Boston Real Estate Investors Association

How COVID-19 Is Impacting Real Estate Financing

The real estate investment market is changing every day, especially during COVID-19 times.

Maybe, you’re looking to refinance a multifamily property, but like many, are unsure of what to do or how to do things.

Eventually, lender activity will kick up, and before you know it, we’ll start to see more movement again. But, for now, we have to reevaluate our real estate investments.

For real estate, it is all about what you owe. Does your property cash flow? Do you need to wait for traditional financing? Here’s how COVID-19 is impacting the current investment market.

Lenders Are On The Fence

Lenders are on the fence right now when it comes to financing. We are all trying to piece together how to get through current economic conditions. If you understand how lenders originate loans in the first place, this idea might be easier to understand.

So, we need to be able to talk the same talk and walk the same walk as lenders. Yes, lenders are financing properties today, but their acceptance rate is different. As investors, we don’t want to be unprepared. Now’s the time to get yourself prepared! As you know, lenders get overwhelmed, and things like processing times extend and can wreak havoc.

Government Rules & Regulations

Currently, the SBA is dealing with a lot of transaction flow, incrementally a hundred times more than what they have ever processed in a year. Lobbying groups are attempting to get the next big break of capital for those who pay property managers to run sites.

In the smaller real estate world, it’s challenging to get any kind of money as an investment property owner. For any developer or multifamily investors, there has been and most likely will continue to be talk around the next lift of capital.

It’s Time To Refinance

Having property or business assets allows us to maybe cover payments for a bit and build in an interest reserve for a few months. You’ll have finance experts who will chat with you about what assets they think will stay strong through COVID-19 as we begin to phase out.

If you do have a property or business asset to refinance, it can help you out substantially. As an investment property owner, we can intake as much information as we want and try to guess what the outcome will be in a month. If you’re an investor who thinks that your finances will be in a better place, you’ll need to act today.
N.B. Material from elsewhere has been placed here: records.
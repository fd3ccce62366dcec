//! Reconciliation of extracted entities against the catalog.
//!
//! One call = one payload = one existence round trip plus ordered bulk
//! inserts, all on the caller's transaction. Entities already known are left
//! untouched; authoritative overwrites go through the profile refresher
//! instead. Users and chats are inserted before messages because messages
//! reference them by foreign key; association rows follow their entities.

use rusqlite::Connection;
use serde_json::Value;

use crate::extract::{collect_entities, EntityBatch};
use crate::payload::{Chat, ChatFullInfo, ChatPhoto, Message, User};
use crate::storage::{
    bulk_insert_bot_files, bulk_insert_bot_messages, bulk_insert_chats, bulk_insert_files,
    bulk_insert_messages, bulk_insert_users, check_entities, check_files, upsert_basic_chat,
    upsert_chat_full_info, CheckKind, FileRow, StorageError,
};

/// Keys newly written by one reconciliation pass. Empty vectors mean the
/// payload only contained already-known entities.
#[derive(Debug, Default, Clone, PartialEq)]
pub struct ReconcileOutcome {
    pub new_users: Vec<i64>,
    pub new_chats: Vec<i64>,
    pub new_messages: Vec<(i64, i64)>,
    pub new_bot_messages: Vec<(i64, i64)>,
    pub new_files: Vec<String>,
    pub new_bot_files: Vec<String>,
}

impl ReconcileOutcome {
    pub fn wrote_anything(&self) -> bool {
        !self.new_users.is_empty()
            || !self.new_chats.is_empty()
            || !self.new_messages.is_empty()
            || !self.new_bot_messages.is_empty()
            || !self.new_files.is_empty()
            || !self.new_bot_files.is_empty()
    }
}

/// Extract every entity from `payload` and reconcile them for `bot_id`.
pub fn record_payload(
    conn: &Connection,
    payload: &Value,
    bot_id: i64,
    now: i64,
) -> Result<ReconcileOutcome, StorageError> {
    let batch = collect_entities(payload);
    record_batch(conn, &batch, bot_id, now)
}

/// Reconcile an already-extracted batch for `bot_id`.
pub fn record_batch(
    conn: &Connection,
    batch: &EntityBatch,
    bot_id: i64,
    now: i64,
) -> Result<ReconcileOutcome, StorageError> {
    if batch.is_empty() {
        return Ok(ReconcileOutcome::default());
    }

    let chat_ids: Vec<i64> = batch.chats.keys().copied().collect();
    let user_ids: Vec<i64> = batch.users.keys().copied().collect();
    let message_keys: Vec<(i64, i64)> = batch.messages.keys().copied().collect();
    let file_ids: Vec<&str> = batch.files.keys().map(String::as_str).collect();

    let report = check_entities(conn, bot_id, &chat_ids, &user_ids, &message_keys, &file_ids)?;

    let mut new_users: Vec<&User> = Vec::new();
    let mut new_chats: Vec<&Chat> = Vec::new();
    let mut new_messages: Vec<&Message> = Vec::new();
    let mut new_bot_messages: Vec<(i64, i64)> = Vec::new();
    let mut new_files: Vec<FileRow> = Vec::new();
    let mut new_bot_files: Vec<(String, String)> = Vec::new();

    for check in &report {
        match check.kind {
            CheckKind::User => {
                if let Some(user_id) = check.user_id {
                    if !check.exists {
                        if let Some(user) = batch.users.get(&user_id) {
                            new_users.push(user);
                        }
                    }
                }
            }
            CheckKind::Chat => {
                if let Some(chat_id) = check.chat_id {
                    if !check.exists {
                        if let Some(chat) = batch.chats.get(&chat_id) {
                            new_chats.push(chat);
                        }
                    }
                }
            }
            CheckKind::Message => {
                if let (Some(chat_id), Some(message_id)) = (check.chat_id, check.message_id) {
                    let key = (chat_id, message_id);
                    if let Some(message) = batch.messages.get(&key) {
                        if !check.exists {
                            new_messages.push(message);
                        }
                        if check.bot_relation != Some(true) {
                            new_bot_messages.push(key);
                        }
                    }
                }
            }
            CheckKind::File => {
                if let Some(file_unique_id) = &check.file_unique_id {
                    if let Some(sighting) = batch.files.get(file_unique_id) {
                        if !check.exists {
                            new_files.push(FileRow::from_sighting(sighting));
                        }
                        if check.bot_relation != Some(true) {
                            new_bot_files
                                .push((sighting.file_unique_id.clone(), sighting.file_id.clone()));
                        }
                    }
                }
            }
        }
    }

    // Avatars carried inside chat sightings become file rows too. They use
    // the same check + insert-only-if-missing pattern, scoped to each chat's
    // two avatar ids, and join the main file batch below.
    for chat in batch.chats.values() {
        if let Some(photo) = chat_avatar(chat) {
            merge_avatar_files(
                conn,
                &photo,
                bot_id,
                &mut new_files,
                &mut new_bot_files,
            )?;
        }
    }

    if !new_users.is_empty() {
        bulk_insert_users(conn, &new_users)?;
    }
    if !new_chats.is_empty() {
        bulk_insert_chats(conn, &new_chats)?;
    }
    if !new_messages.is_empty() {
        bulk_insert_messages(conn, &new_messages)?;
    }
    if !new_bot_messages.is_empty() {
        bulk_insert_bot_messages(conn, bot_id, &new_bot_messages, now)?;
    }
    if !new_files.is_empty() {
        bulk_insert_files(conn, &new_files, now)?;
    }
    if !new_bot_files.is_empty() {
        bulk_insert_bot_files(conn, bot_id, &new_bot_files, now)?;
    }

    Ok(ReconcileOutcome {
        new_users: new_users.iter().map(|u| u.id).collect(),
        new_chats: new_chats.iter().map(|c| c.id).collect(),
        new_messages: new_messages
            .iter()
            .map(|m| (m.chat.id, m.message_id))
            .collect(),
        new_bot_messages,
        new_files: new_files.iter().map(|f| f.file_unique_id.clone()).collect(),
        new_bot_files: new_bot_files.iter().map(|(id, _)| id.clone()).collect(),
    })
}

/// A chat sighting's avatar, when the payload carried one.
fn chat_avatar(chat: &Chat) -> Option<ChatPhoto> {
    let photo = chat.extra.get("photo")?;
    serde_json::from_value(photo.clone()).ok()
}

/// Check a chat avatar's two file ids and append the missing rows and
/// associations to the pending batches.
fn merge_avatar_files(
    conn: &Connection,
    photo: &ChatPhoto,
    bot_id: i64,
    new_files: &mut Vec<FileRow>,
    new_bot_files: &mut Vec<(String, String)>,
) -> Result<(), StorageError> {
    let report = check_files(
        conn,
        bot_id,
        &[
            photo.small_file_unique_id.as_str(),
            photo.big_file_unique_id.as_str(),
        ],
    )?;

    for (file_unique_id, exists, bot_relation) in report {
        let already_batched = new_files.iter().any(|f| f.file_unique_id == file_unique_id);
        if !exists && !already_batched {
            new_files.push(FileRow::avatar(&file_unique_id));
        }
        if !bot_relation && !new_bot_files.iter().any(|(id, _)| *id == file_unique_id) {
            let file_id = if file_unique_id == photo.small_file_unique_id {
                photo.small_file_id.clone()
            } else {
                photo.big_file_id.clone()
            };
            new_bot_files.push((file_unique_id, file_id));
        }
    }
    Ok(())
}

/// Insert a chat avatar's missing file rows and bot associations. Used by
/// the profile refresher outside a batch context.
pub fn insert_chat_avatar_if_missing(
    conn: &Connection,
    photo: &ChatPhoto,
    bot_id: i64,
    now: i64,
) -> Result<(), StorageError> {
    let mut new_files: Vec<FileRow> = Vec::new();
    let mut new_bot_files: Vec<(String, String)> = Vec::new();
    merge_avatar_files(conn, photo, bot_id, &mut new_files, &mut new_bot_files)?;

    if !new_files.is_empty() {
        bulk_insert_files(conn, &new_files, now)?;
    }
    if !new_bot_files.is_empty() {
        bulk_insert_bot_files(conn, bot_id, &new_bot_files, now)?;
    }
    Ok(())
}

/// Apply an authoritative full chat snapshot: referenced personal/parent
/// chats first, then avatar files, then the chat row itself so its file
/// references resolve.
pub fn refresh_chat_full_info(
    conn: &Connection,
    info: &ChatFullInfo,
    bot_id: i64,
    now: i64,
) -> Result<(), StorageError> {
    if let Some(personal) = &info.personal_chat {
        upsert_basic_chat(conn, personal)?;
    }
    if let Some(parent) = &info.parent_chat {
        upsert_basic_chat(conn, parent)?;
    }
    if let Some(photo) = &info.photo {
        insert_chat_avatar_if_missing(conn, photo, bot_id, now)?;
    }
    upsert_chat_full_info(conn, info)
}
//! Integration tests for the extract → resolve → reconcile path:
//!
//! - a sighting creates each entity row exactly once, however often it recurs
//! - an already-known entity seen by a new bot gains only an association row
//! - a fresh sighting of a known key never mutates the stored row
//! - chat avatars merge into the file batch with the same insert-if-missing
//!   pattern
//! - one unit of work is atomic: an uncommitted transaction leaves nothing

use serde_json::{json, Value};

use botmirror::payload::User;
use botmirror::reconcile::record_payload;
use botmirror::storage::{upsert_user_profile, BotRow, Storage};

// ---------------------------------------------------------------------------
// Helpers
// ---------------------------------------------------------------------------

fn test_storage() -> Storage {
    Storage::open_in_memory().unwrap()
}

fn seed_bot(storage: &Storage, bot_id: i64) {
    let me: User = serde_json::from_value(json!({
        "id": bot_id, "is_bot": true, "first_name": "mirror",
    }))
    .unwrap();
    upsert_user_profile(storage.conn(), &me).unwrap();
    storage
        .insert_bot(&BotRow {
            id: bot_id,
            token: vec![0; 8],
            can_join_groups: false,
            can_read_all_group_messages: false,
            supports_inline_queries: false,
            can_connect_to_business: false,
            has_main_web_app: false,
            created_at: 1_700_000_000,
        })
        .unwrap();
}

fn photo_update(update_id: i64) -> Value {
    json!({
        "update_id": update_id,
        "message": {
            "message_id": 7,
            "chat": {"id": -100200, "type": "supergroup", "title": "den"},
            "from": {"id": 42, "is_bot": false, "first_name": "Ada"},
            "date": 1_700_000_000,
            "caption": "a photo",
            "photo": [
                {"file_id": "small", "file_unique_id": "uniq-a", "file_size": 120,
                 "width": 90, "height": 90},
                {"file_id": "large", "file_unique_id": "uniq-b", "file_size": 900,
                 "width": 720, "height": 720},
            ],
        },
    })
}

// ---------------------------------------------------------------------------
// Tests
// ---------------------------------------------------------------------------

#[test]
fn first_sighting_inserts_everything() {
    let storage = test_storage();
    seed_bot(&storage, 900);

    let outcome = record_payload(storage.conn(), &photo_update(1), 900, 100).unwrap();
    assert_eq!(outcome.new_users, vec![42]);
    assert_eq!(outcome.new_chats, vec![-100200]);
    assert_eq!(outcome.new_messages, vec![(-100200, 7)]);
    assert_eq!(outcome.new_bot_messages, vec![(-100200, 7)]);
    assert_eq!(outcome.new_files.len(), 2);
    assert_eq!(outcome.new_bot_files.len(), 2);

    let message = storage.get_message(-100200, 7).unwrap().unwrap();
    assert_eq!(message.caption.as_deref(), Some("a photo"));
    assert!(storage.bot_message_associated(900, -100200, 7).unwrap());
    assert_eq!(
        storage.bot_file_association(900, "uniq-b").unwrap().as_deref(),
        Some("large")
    );
}

#[test]
fn second_sighting_is_idempotent() {
    let storage = test_storage();
    seed_bot(&storage, 900);

    record_payload(storage.conn(), &photo_update(1), 900, 100).unwrap();
    let outcome = record_payload(storage.conn(), &photo_update(2), 900, 200).unwrap();
    assert!(!outcome.wrote_anything());

    // Exactly one association row: re-associating would violate the
    // primary key, and the outcome above shows no second insert happened.
    assert!(storage.bot_message_associated(900, -100200, 7).unwrap());
}

#[test]
fn known_entity_new_bot_gains_association_only() {
    let storage = test_storage();
    seed_bot(&storage, 900);
    seed_bot(&storage, 901);

    record_payload(storage.conn(), &photo_update(1), 900, 100).unwrap();
    let outcome = record_payload(storage.conn(), &photo_update(1), 901, 200).unwrap();

    assert!(outcome.new_users.is_empty());
    assert!(outcome.new_chats.is_empty());
    assert!(outcome.new_messages.is_empty());
    assert!(outcome.new_files.is_empty());
    assert_eq!(outcome.new_bot_messages, vec![(-100200, 7)]);
    assert_eq!(outcome.new_bot_files.len(), 2);

    assert!(storage.bot_message_associated(900, -100200, 7).unwrap());
    assert!(storage.bot_message_associated(901, -100200, 7).unwrap());
}

#[test]
fn fresh_sighting_never_mutates_existing_rows() {
    let storage = test_storage();
    seed_bot(&storage, 900);
    record_payload(storage.conn(), &photo_update(1), 900, 100).unwrap();

    // Same composite key, different content: the reconciler must leave the
    // stored row alone. Content changes go through the explicit edit path.
    let conflicting = json!({
        "update_id": 3,
        "message": {
            "message_id": 7,
            "chat": {"id": -100200, "type": "supergroup", "title": "den"},
            "date": 1_700_000_500,
            "text": "completely different",
        },
    });
    record_payload(storage.conn(), &conflicting, 900, 300).unwrap();

    let message = storage.get_message(-100200, 7).unwrap().unwrap();
    assert_eq!(message.caption.as_deref(), Some("a photo"));
    assert!(message.text.is_none());
    assert_eq!(message.date, 1_700_000_000);
}

#[test]
fn user_resighted_with_new_name_keeps_original_row() {
    let storage = test_storage();
    seed_bot(&storage, 900);

    record_payload(
        storage.conn(),
        &json!({"id": 42, "is_bot": false, "first_name": "Ada"}),
        900,
        100,
    )
    .unwrap();
    record_payload(
        storage.conn(),
        &json!({"id": 42, "is_bot": false, "first_name": "Renamed"}),
        900,
        200,
    )
    .unwrap();

    let user = storage.get_user(42).unwrap().unwrap();
    assert_eq!(user.first_name, "Ada");
}

#[test]
fn chat_avatar_files_merge_into_batch() {
    let storage = test_storage();
    seed_bot(&storage, 900);

    let payload = json!({
        "id": -500,
        "type": "channel",
        "title": "news",
        "photo": {
            "small_file_id": "s-fetch", "small_file_unique_id": "s-uniq",
            "big_file_id": "b-fetch", "big_file_unique_id": "b-uniq",
        },
    });
    let outcome = record_payload(storage.conn(), &payload, 900, 100).unwrap();
    assert_eq!(outcome.new_chats, vec![-500]);
    assert_eq!(outcome.new_files.len(), 2);

    let small = storage.get_file("s-uniq").unwrap().unwrap();
    assert_eq!(small.kind, botmirror::payload::FileKind::ChatPhoto);
    assert_eq!(
        storage.bot_file_association(900, "s-uniq").unwrap().as_deref(),
        Some("s-fetch")
    );

    // Second sighting of the same avatar inserts nothing new.
    let outcome = record_payload(storage.conn(), &payload, 900, 200).unwrap();
    assert!(!outcome.wrote_anything());
}

#[test]
fn uncommitted_transaction_leaves_no_rows() {
    let mut storage = test_storage();
    seed_bot(&storage, 900);

    {
        let tx = storage.transaction().unwrap();
        record_payload(&tx, &photo_update(1), 900, 100).unwrap();
        // Dropped without commit: simulates a caller aborting mid-pipeline.
    }

    assert!(storage.get_message(-100200, 7).unwrap().is_none());
    assert!(storage.get_user(42).unwrap().is_none());
    assert!(storage.get_file("uniq-a").unwrap().is_none());
}

#[test]
fn committed_transaction_persists_all_kinds_together() {
    let mut storage = test_storage();
    seed_bot(&storage, 900);

    {
        let tx = storage.transaction().unwrap();
        record_payload(&tx, &photo_update(1), 900, 100).unwrap();
        tx.commit().unwrap();
    }

    assert!(storage.get_message(-100200, 7).unwrap().is_some());
    assert!(storage.get_user(42).unwrap().is_some());
    assert!(storage.get_chat(-100200).unwrap().is_some());
    assert!(storage.get_file("uniq-a").unwrap().is_some());
}
/// Fetch the stored rows for a set of message ids within one chat. Missing
/// ids are simply absent from the result.
pub fn get_messages_in_chat(
    conn: &Connection,
    chat_id: i64,
    message_ids: &[i64],
) -> Result<Vec<MessageRow>, StorageError> {
    if message_ids.is_empty() {
        return Ok(Vec::new());
    }
    let placeholders = vec!["?"; message_ids.len()].join(", ");
    let sql = format!(
        "SELECT {MESSAGE_COLUMNS} FROM messages
         WHERE chat_id = ? AND message_id IN ({placeholders})"
    );
    let mut stmt = conn.prepare(&sql)?;

    let mut values: Vec<rusqlite::types::Value> = Vec::with_capacity(message_ids.len() + 1);
    values.push(chat_id.into());
    for id in message_ids {
        values.push((*id).into());
    }

    let rows = stmt.query_map(params_from_iter(values), map_message_row)?;
    let mut result = Vec::new();
    for row in rows {
        result.push(row?);
    }
    Ok(result)
}

pub fn get_file(conn: &Connection, file_unique_id: &str) -> Result<Option<FileRow>, StorageError> {
    let mut stmt = conn.prepare(
        "SELECT file_unique_id, file_kind, file_size, mime_type, other_data
         FROM files WHERE file_unique_id = ?1",
    )?;
    let row = stmt
        .query_row(params![file_unique_id], |row| {
            let kind: String = row.get(1)?;
            Ok(FileRow {
                file_unique_id: row.get(0)?,
                kind: FileKind::parse(&kind).unwrap_or(FileKind::Document),
                file_size: row.get(2)?,
                mime_type: row.get(3)?,
                other_data: json_in(row.get(4)?),
            })
        })
        .optional()?;
    Ok(row)
}
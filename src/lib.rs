pub mod crypto;
pub mod extract;
pub mod logging;
pub mod payload;
pub mod pipeline;
pub mod reconcile;
pub mod server;
pub mod storage;
pub mod synthesize;
pub mod upstream;
//! Outbound HTTP to the remote Bot API and to tenant redirect targets.
//!
//! These functions encapsulate every network operation the proxy performs on
//! its own behalf: verifying tokens (`getMe`), resolving unknown chats
//! (`getChat`), registering webhooks, forwarding proxied method calls, and
//! best-effort delivery of webhook bodies to a tenant-configured redirect
//! URL. The [`ChatInfoFetcher`] trait is the seam the synthesizer uses so
//! tests can resolve chats without a live upstream.

use std::io::Read as _;
use std::time::Duration;

use serde_json::Value;

use crate::payload::{ChatFullInfo, User};

#[derive(Debug)]
pub enum UpstreamError {
    /// Transport-level failure: connect, timeout, TLS.
    Transport(String),
    /// The upstream answered, but with a non-success payload.
    Api { status: u16, description: String },
    /// The upstream answered with something that does not decode.
    Decode(String),
}

impl std::fmt::Display for UpstreamError {
    fn fmt(&self, f: &mut std::fmt::Formatter<'_>) -> std::fmt::Result {
        match self {
            UpstreamError::Transport(msg) => write!(f, "upstream unreachable: {msg}"),
            UpstreamError::Api {
                status,
                description,
            } => write!(f, "upstream api error {status}: {description}"),
            UpstreamError::Decode(msg) => write!(f, "upstream response decode: {msg}"),
        }
    }
}

impl std::error::Error for UpstreamError {}

impl From<serde_json::Error> for UpstreamError {
    fn from(error: serde_json::Error) -> Self {
        UpstreamError::Decode(error.to_string())
    }
}

/// Resolves a chat reference (`"<id>"` or `"@handle"`) to a full chat
/// snapshot. Implemented by [`BotApi`] with a live `getChat` call.
pub trait ChatInfoFetcher {
    fn fetch_chat(&self, token: &str, chat: &str) -> Result<ChatFullInfo, UpstreamError>;
}

/// A raw response forwarded back to the proxy caller.
#[derive(Debug, Clone)]
pub struct RawResponse {
    pub status: u16,
    pub content_type: String,
    pub body: Vec<u8>,
}

/// Client for the remote Bot API.
pub struct BotApi {
    agent: ureq::Agent,
    base_url: String,
    file_base_url: String,
}

impl BotApi {
    pub fn new(base_url: &str, file_base_url: &str, timeout_secs: u64) -> Self {
        let agent = ureq::AgentBuilder::new()
            .timeout(Duration::from_secs(timeout_secs))
            .build();
        Self {
            agent,
            base_url: base_url.trim_end_matches('/').to_string(),
            file_base_url: file_base_url.trim_end_matches('/').to_string(),
        }
    }

    fn method_url(&self, token: &str, method: &str) -> String {
        format!("{}/bot{}/{}", self.base_url, token, method)
    }

    /// Forward a method call and return the upstream response verbatim,
    /// whatever its status. Used by the proxy handlers, which must relay
    /// upstream errors to the caller unchanged.
    pub fn forward(
        &self,
        token: &str,
        method: &str,
        params: &Value,
    ) -> Result<RawResponse, UpstreamError> {
        let url = self.method_url(token, method);
        let result = self
            .agent
            .post(&url)
            .set("Content-Type", "application/json")
            .send_string(&params.to_string());

        let response = match result {
            Ok(response) => response,
            Err(ureq::Error::Status(_, response)) => response,
            Err(e) => return Err(UpstreamError::Transport(e.to_string())),
        };

        let status = response.status();
        let content_type = response.content_type().to_string();
        let mut body = Vec::new();
        response
            .into_reader()
            .read_to_end(&mut body)
            .map_err(|e| UpstreamError::Transport(e.to_string()))?;

        Ok(RawResponse {
            status,
            content_type,
            body,
        })
    }

    /// Call a method on the proxy's own behalf and unwrap the `result`
    /// field. Non-`ok` responses become [`UpstreamError::Api`].
    fn call(&self, token: &str, method: &str, params: &Value) -> Result<Value, UpstreamError> {
        let raw = self.forward(token, method, params)?;
        let envelope: Value = serde_json::from_slice(&raw.body)
            .map_err(|e| UpstreamError::Decode(e.to_string()))?;

        if envelope.get("ok").and_then(Value::as_bool) == Some(true) {
            Ok(envelope.get("result").cloned().unwrap_or(Value::Null))
        } else {
            let description = envelope
                .get("description")
                .and_then(Value::as_str)
                .unwrap_or("unknown error")
                .to_string();
            Err(UpstreamError::Api {
                status: raw.status,
                description,
            })
        }
    }

    /// Fetch the bot's own identity.
    pub fn get_me(&self, token: &str) -> Result<User, UpstreamError> {
        let result = self.call(token, "getMe", &Value::Object(Default::default()))?;
        Ok(serde_json::from_value(result)?)
    }

    /// Fetch the full info snapshot for a chat id or `@username`.
    pub fn get_chat(&self, token: &str, chat: &str) -> Result<ChatFullInfo, UpstreamError> {
        let result = self.call(token, "getChat", &serde_json::json!({"chat_id": chat}))?;
        Ok(serde_json::from_value(result)?)
    }

    /// Point the upstream webhook at `url`, authenticated with `secret`.
    pub fn set_webhook(&self, token: &str, url: &str, secret: &str) -> Result<(), UpstreamError> {
        self.call(
            token,
            "setWebhook",
            &serde_json::json!({"url": url, "secret_token": secret}),
        )?;
        Ok(())
    }

    /// Remove the upstream webhook registration.
    pub fn delete_webhook(
        &self,
        token: &str,
        drop_pending_updates: bool,
    ) -> Result<(), UpstreamError> {
        self.call(
            token,
            "deleteWebhook",
            &serde_json::json!({"drop_pending_updates": drop_pending_updates}),
        )?;
        Ok(())
    }

    /// Stream a file's bytes through the proxy.
    pub fn download_file(&self, token: &str, file_path: &str) -> Result<RawResponse, UpstreamError> {
        let url = format!(
            "{}/file/bot{}/{}",
            self.file_base_url,
            token,
            file_path.trim_start_matches('/')
        );
        let result = self.agent.get(&url).call();
        let response = match result {
            Ok(response) => response,
            Err(ureq::Error::Status(_, response)) => response,
            Err(e) => return Err(UpstreamError::Transport(e.to_string())),
        };

        let status = response.status();
        let content_type = response.content_type().to_string();
        let mut body = Vec::new();
        response
            .into_reader()
            .read_to_end(&mut body)
            .map_err(|e| UpstreamError::Transport(e.to_string()))?;

        Ok(RawResponse {
            status,
            content_type,
            body,
        })
    }
}

impl ChatInfoFetcher for BotApi {
    fn fetch_chat(&self, token: &str, chat: &str) -> Result<ChatFullInfo, UpstreamError> {
        self.get_chat(token, chat)
    }
}

/// Deliver a webhook body to a tenant's redirect URL. Best-effort: the
/// caller logs and swallows any error; delivery never affects the primary
/// synchronization transaction, which has already committed.
pub fn deliver_redirect(
    url: &str,
    secret: Option<&str>,
    body: &[u8],
    timeout_secs: u64,
) -> Result<(), UpstreamError> {
    let agent = ureq::AgentBuilder::new()
        .timeout(Duration::from_secs(timeout_secs))
        .build();

    let mut request = agent.post(url).set("Content-Type", "application/json");
    if let Some(secret) = secret {
        request = request.set("X-Telegram-Bot-Api-Secret-Token", secret);
    }
    request
        .send_bytes(body)
        .map_err(|e| UpstreamError::Transport(e.to_string()))?;
    Ok(())
}
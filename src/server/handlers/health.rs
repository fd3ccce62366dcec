//! Health check handler.

use axum::extract::State;
use axum::http::StatusCode;
use axum::response::{IntoResponse, Response};

use crate::server::state::SharedState;
use crate::server::utils::api_error;

pub async fn health_handler(State(state): State<SharedState>) -> Response {
    let st = state.lock().await;
    match st.storage.list_bot_ids() {
        Ok(ids) => (
            StatusCode::OK,
            axum::Json(serde_json::json!({
                "status": "ok",
                "bots": ids.len(),
            })),
        )
            .into_response(),
        Err(e) => api_error(StatusCode::INTERNAL_SERVER_ERROR, e.to_string()),
    }
}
Obtaining New Property During COVID-19

Are you looking to purchase a property during COVID-19? Maybe you already have a transaction lined up, but then things like LTV change at the bank level.

You should be able to finance, but it all comes down to what you qualify for. It’s typical that real estate investors apply for things like a line of credit for something like fixing the siding on a building or repaving the parking lot.

Did you know that technology can help ease the stress of all of this? Especially the pre-qualification process. A good technology to start with, especially when it comes to commercial property investing, is the finance software, Leverage (https://leveragecalc.com). If you’re afraid you won’t get financed, Leverage is a great way to sanity-check a transaction before speaking with a lender.

The COVID-19 pandemic has had a major impact on the commercial real estate industry, but that doesn’t mean that financing or refinancing any type of real estate property should stop.